* REQUIRED ACTION
A single number is the answer here: the count of lines in the data below that include the word "models".

* SOURCE MATERIAL

══════════

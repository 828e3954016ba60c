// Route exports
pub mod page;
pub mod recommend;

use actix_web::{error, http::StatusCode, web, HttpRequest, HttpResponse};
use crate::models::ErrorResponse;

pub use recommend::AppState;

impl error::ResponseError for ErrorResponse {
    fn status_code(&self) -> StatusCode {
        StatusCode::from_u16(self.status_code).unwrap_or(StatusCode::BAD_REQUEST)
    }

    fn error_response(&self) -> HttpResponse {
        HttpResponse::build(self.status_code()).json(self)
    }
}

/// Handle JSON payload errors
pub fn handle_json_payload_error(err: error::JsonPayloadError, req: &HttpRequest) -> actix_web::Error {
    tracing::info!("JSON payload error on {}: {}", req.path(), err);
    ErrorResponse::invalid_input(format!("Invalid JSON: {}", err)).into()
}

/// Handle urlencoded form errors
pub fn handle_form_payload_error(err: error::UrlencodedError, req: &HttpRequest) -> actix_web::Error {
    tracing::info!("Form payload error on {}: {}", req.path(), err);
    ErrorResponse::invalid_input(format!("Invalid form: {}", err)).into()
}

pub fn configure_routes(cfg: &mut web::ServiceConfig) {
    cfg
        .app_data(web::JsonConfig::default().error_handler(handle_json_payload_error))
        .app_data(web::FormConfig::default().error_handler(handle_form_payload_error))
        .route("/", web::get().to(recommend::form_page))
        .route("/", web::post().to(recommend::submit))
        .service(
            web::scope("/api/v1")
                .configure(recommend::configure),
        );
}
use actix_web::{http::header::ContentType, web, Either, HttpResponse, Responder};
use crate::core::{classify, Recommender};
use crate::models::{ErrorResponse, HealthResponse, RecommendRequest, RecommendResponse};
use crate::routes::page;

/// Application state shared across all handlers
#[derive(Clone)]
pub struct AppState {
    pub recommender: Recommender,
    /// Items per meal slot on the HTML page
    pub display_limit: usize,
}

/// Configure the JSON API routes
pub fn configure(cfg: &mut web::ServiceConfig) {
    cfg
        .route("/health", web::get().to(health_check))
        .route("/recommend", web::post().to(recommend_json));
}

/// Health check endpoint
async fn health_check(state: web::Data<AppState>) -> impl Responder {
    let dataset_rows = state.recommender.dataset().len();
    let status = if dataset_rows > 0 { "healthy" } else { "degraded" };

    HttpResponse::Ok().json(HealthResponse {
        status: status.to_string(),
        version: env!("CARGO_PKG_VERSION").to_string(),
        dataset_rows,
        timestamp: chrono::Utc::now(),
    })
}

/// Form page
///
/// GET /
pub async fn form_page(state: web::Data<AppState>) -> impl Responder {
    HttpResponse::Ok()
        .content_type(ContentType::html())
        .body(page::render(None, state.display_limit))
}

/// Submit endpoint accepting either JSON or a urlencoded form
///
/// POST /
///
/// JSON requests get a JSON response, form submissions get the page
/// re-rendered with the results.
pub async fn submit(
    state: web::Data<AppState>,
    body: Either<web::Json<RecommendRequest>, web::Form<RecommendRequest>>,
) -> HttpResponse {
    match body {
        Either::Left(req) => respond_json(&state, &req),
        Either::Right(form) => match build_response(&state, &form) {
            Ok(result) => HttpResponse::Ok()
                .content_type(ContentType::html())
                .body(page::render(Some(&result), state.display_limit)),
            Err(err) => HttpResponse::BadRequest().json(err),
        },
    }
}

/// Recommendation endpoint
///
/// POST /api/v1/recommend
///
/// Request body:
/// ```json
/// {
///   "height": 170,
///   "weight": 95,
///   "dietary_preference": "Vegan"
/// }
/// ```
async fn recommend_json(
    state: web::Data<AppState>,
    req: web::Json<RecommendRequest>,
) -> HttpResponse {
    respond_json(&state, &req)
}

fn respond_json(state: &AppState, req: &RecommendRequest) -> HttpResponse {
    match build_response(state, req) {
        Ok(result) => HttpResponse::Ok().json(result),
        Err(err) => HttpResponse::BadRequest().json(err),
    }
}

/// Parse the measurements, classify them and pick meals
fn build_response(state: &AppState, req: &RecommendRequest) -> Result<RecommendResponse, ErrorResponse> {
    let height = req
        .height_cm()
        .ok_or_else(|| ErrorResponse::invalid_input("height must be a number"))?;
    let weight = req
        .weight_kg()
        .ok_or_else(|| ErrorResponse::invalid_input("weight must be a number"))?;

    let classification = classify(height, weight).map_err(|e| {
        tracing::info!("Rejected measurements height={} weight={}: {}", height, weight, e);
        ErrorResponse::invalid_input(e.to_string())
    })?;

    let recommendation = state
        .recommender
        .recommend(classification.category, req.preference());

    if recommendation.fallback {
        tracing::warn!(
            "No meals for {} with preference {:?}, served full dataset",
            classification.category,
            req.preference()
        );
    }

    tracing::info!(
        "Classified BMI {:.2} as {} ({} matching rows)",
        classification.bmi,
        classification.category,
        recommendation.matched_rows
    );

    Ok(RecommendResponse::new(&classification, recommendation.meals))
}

══════════

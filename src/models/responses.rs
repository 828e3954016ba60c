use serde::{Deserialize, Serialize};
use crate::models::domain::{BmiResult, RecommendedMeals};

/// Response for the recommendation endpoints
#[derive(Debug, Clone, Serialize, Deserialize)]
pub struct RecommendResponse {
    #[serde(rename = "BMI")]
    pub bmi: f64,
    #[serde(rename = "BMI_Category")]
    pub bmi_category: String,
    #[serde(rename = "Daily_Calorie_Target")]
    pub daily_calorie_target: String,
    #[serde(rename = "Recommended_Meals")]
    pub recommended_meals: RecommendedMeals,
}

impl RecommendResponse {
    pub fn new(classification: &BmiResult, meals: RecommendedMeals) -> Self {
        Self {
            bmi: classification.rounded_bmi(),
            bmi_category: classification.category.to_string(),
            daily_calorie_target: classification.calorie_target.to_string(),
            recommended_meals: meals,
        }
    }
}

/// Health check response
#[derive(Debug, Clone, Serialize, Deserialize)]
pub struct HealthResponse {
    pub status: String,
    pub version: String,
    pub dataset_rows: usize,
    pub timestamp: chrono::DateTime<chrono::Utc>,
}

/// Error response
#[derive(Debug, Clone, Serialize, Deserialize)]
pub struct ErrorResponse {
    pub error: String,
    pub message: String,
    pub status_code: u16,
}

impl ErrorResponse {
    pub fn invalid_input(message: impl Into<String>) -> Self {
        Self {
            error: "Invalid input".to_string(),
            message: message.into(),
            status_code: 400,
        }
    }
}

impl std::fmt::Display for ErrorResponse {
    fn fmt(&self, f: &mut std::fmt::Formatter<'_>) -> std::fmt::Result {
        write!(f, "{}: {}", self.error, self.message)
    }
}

══════════

* WRITTEN RESPONSE
4